If you keep your peace, you give up all claim to complain about being ignored. If you don’t make a fair case in your favor, you have no right to appeal. If someone doesn’t agree with you, but you don’t let them know, you are a coward to make known your final decision after the fact.

Learn to identify people with these “quietly hot tempers”, who don’t speak their minds, but then want to flee across the ocean to give their rebuttal where no one can dissent or object. These are revenge-driven weaklings. Do not be one and do not work with them. Their lives will be petty and small as will be the things they complain about.

Only hardship can teach them; do not try to counsel them. Let them be alone and constantly extend the one thing they lack: ongoing relationship. Send them a Christmas card every year. Drop off a box of blueberries when blueberries are in season. Extend benign, reasonable, harmless, and normal acts of an average friend and neighbor. Make sure such people know they are not alone. Don’t give up on them the way they pretend to give up on the rest of the world. And, don’t ever even once invite their wrath of one-way silence by trying to solve a disagreement in a useful manner. Just be a non-threatening friend from the closest distance they accept.

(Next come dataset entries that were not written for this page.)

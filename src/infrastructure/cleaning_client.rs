//! HTTP client for the catalog cleaning backend
//!
//! One `reqwest` client serves the three backend calls a run makes: the
//! batched products clean-up, the per-store clean-up and the run log upload.
//! Every request races the run's cancellation token, so cancelling a run
//! drops the in-flight request instead of waiting for the backend.

use anyhow::{Context, Result};
use async_trait::async_trait;
use reqwest::{
    header::{HeaderMap, HeaderValue, USER_AGENT},
    Client, StatusCode,
};
use serde::{de::DeserializeOwned, Deserialize, Serialize};
use tokio_util::sync::CancellationToken;
use url::Url;

use crate::domain::{
    EndpointError, ProductCleanOutcome, ProductCleaningService, RunLogEntry, RunLogSink,
    StoreCleanOutcome, StoreCleaningService,
};
use crate::infrastructure::config::EndpointConfig;

#[derive(Serialize)]
#[serde(rename_all = "camelCase")]
struct CleanProductsRequest<'a> {
    product_ids: &'a [String],
    scope: &'a str,
}

#[derive(Deserialize)]
struct CleanProductsResponse {
    results: Vec<ProductCleanOutcome>,
}

#[derive(Serialize)]
#[serde(rename_all = "camelCase")]
struct CleanStoreRequest<'a> {
    store_id: &'a str,
}

/// Error body the backend sends with non-2xx responses
#[derive(Deserialize)]
struct ErrorBody {
    error: String,
}

pub struct HttpCleaningClient {
    client: Client,
    products_url: Url,
    stores_url: Url,
    run_logs_url: Url,
}

impl HttpCleaningClient {
    pub fn new(config: &EndpointConfig) -> Result<Self> {
        let mut headers = HeaderMap::new();
        headers.insert(
            USER_AGENT,
            HeaderValue::from_str(&config.user_agent).context("Invalid user agent")?,
        );

        let client = Client::builder()
            .timeout(config.request_timeout())
            .default_headers(headers)
            .build()
            .context("Failed to create HTTP client")?;

        let base = Url::parse(&config.base_url)
            .with_context(|| format!("Invalid endpoint base URL: {}", config.base_url))?;
        let join = |path: &str| {
            base.join(path)
                .with_context(|| format!("Invalid endpoint path: {}", path))
        };

        Ok(Self {
            products_url: join(&config.products_path)?,
            stores_url: join(&config.stores_path)?,
            run_logs_url: join(&config.run_logs_path)?,
            client,
        })
    }

    /// POST `body` as JSON and return the status and raw body
    async fn post<B: Serialize + ?Sized>(
        &self,
        url: &Url,
        body: &B,
        cancellation_token: &CancellationToken,
    ) -> Result<String, EndpointError> {
        if cancellation_token.is_cancelled() {
            return Err(EndpointError::Cancelled);
        }

        tracing::debug!("POST {}", url);

        let response = tokio::select! {
            result = self.client.post(url.clone()).json(body).send() => {
                result.map_err(transport_error)?
            },
            _ = cancellation_token.cancelled() => {
                tracing::warn!("🛑 HTTP request cancelled: {}", url);
                return Err(EndpointError::Cancelled);
            }
        };

        let status = response.status();
        let text = tokio::select! {
            result = response.text() => result.map_err(transport_error)?,
            _ = cancellation_token.cancelled() => {
                tracing::warn!("🛑 Response reading cancelled: {}", url);
                return Err(EndpointError::Cancelled);
            }
        };

        if !status.is_success() {
            return Err(EndpointError::Status {
                status: status.as_u16(),
                message: error_message(status, &text),
            });
        }

        tracing::debug!("{} answered {} ({} bytes)", url, status, text.len());
        Ok(text)
    }

    async fn post_json<B: Serialize + ?Sized, R: DeserializeOwned>(
        &self,
        url: &Url,
        body: &B,
        cancellation_token: &CancellationToken,
    ) -> Result<R, EndpointError> {
        let text = self.post(url, body, cancellation_token).await?;
        serde_json::from_str(&text).map_err(|e| EndpointError::InvalidResponse(e.to_string()))
    }
}

#[async_trait]
impl ProductCleaningService for HttpCleaningClient {
    async fn clean_products(
        &self,
        product_ids: &[String],
        scope: &str,
        cancellation_token: &CancellationToken,
    ) -> Result<Vec<ProductCleanOutcome>, EndpointError> {
        let request = CleanProductsRequest { product_ids, scope };
        let response: CleanProductsResponse = self
            .post_json(&self.products_url, &request, cancellation_token)
            .await?;
        Ok(response.results)
    }
}

#[async_trait]
impl StoreCleaningService for HttpCleaningClient {
    async fn clean_store(
        &self,
        store_id: &str,
        cancellation_token: &CancellationToken,
    ) -> Result<StoreCleanOutcome, EndpointError> {
        self.post_json(
            &self.stores_url,
            &CleanStoreRequest { store_id },
            cancellation_token,
        )
        .await
    }
}

/// Uploads finished run logs to the backend's activity log endpoint
#[async_trait]
impl RunLogSink for HttpCleaningClient {
    async fn persist(&self, entry: &RunLogEntry) -> Result<()> {
        // Logging happens after the run; it is never cancelled
        self.post(&self.run_logs_url, entry, &CancellationToken::new())
            .await
            .with_context(|| format!("Failed to upload run log {}", entry.id))?;
        Ok(())
    }
}

fn transport_error(error: reqwest::Error) -> EndpointError {
    if error.is_timeout() {
        EndpointError::Transport("request timed out".to_string())
    } else if error.is_decode() {
        EndpointError::InvalidResponse(error.to_string())
    } else {
        EndpointError::Transport(error.to_string())
    }
}

fn error_message(status: StatusCode, body: &str) -> String {
    if let Ok(ErrorBody { error }) = serde_json::from_str(body) {
        return error;
    }
    let trimmed = body.trim();
    if trimmed.is_empty() {
        status
            .canonical_reason()
            .unwrap_or("Unknown error")
            .to_string()
    } else {
        trimmed.chars().take(200).collect()
    }
}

But, you yourself, never become that person. Speak your mind—kindly and diplomatically of course. Act with dignity in every way that you can. But, give people a chance to reason with you. Allow everyone the opportunity to persuade you. You don’t know everything. Even if the other guy is wrong, allowing him to speak persuasively—and engaging him in discussion while he does—will you help to strengthen your own opinion if nothing else.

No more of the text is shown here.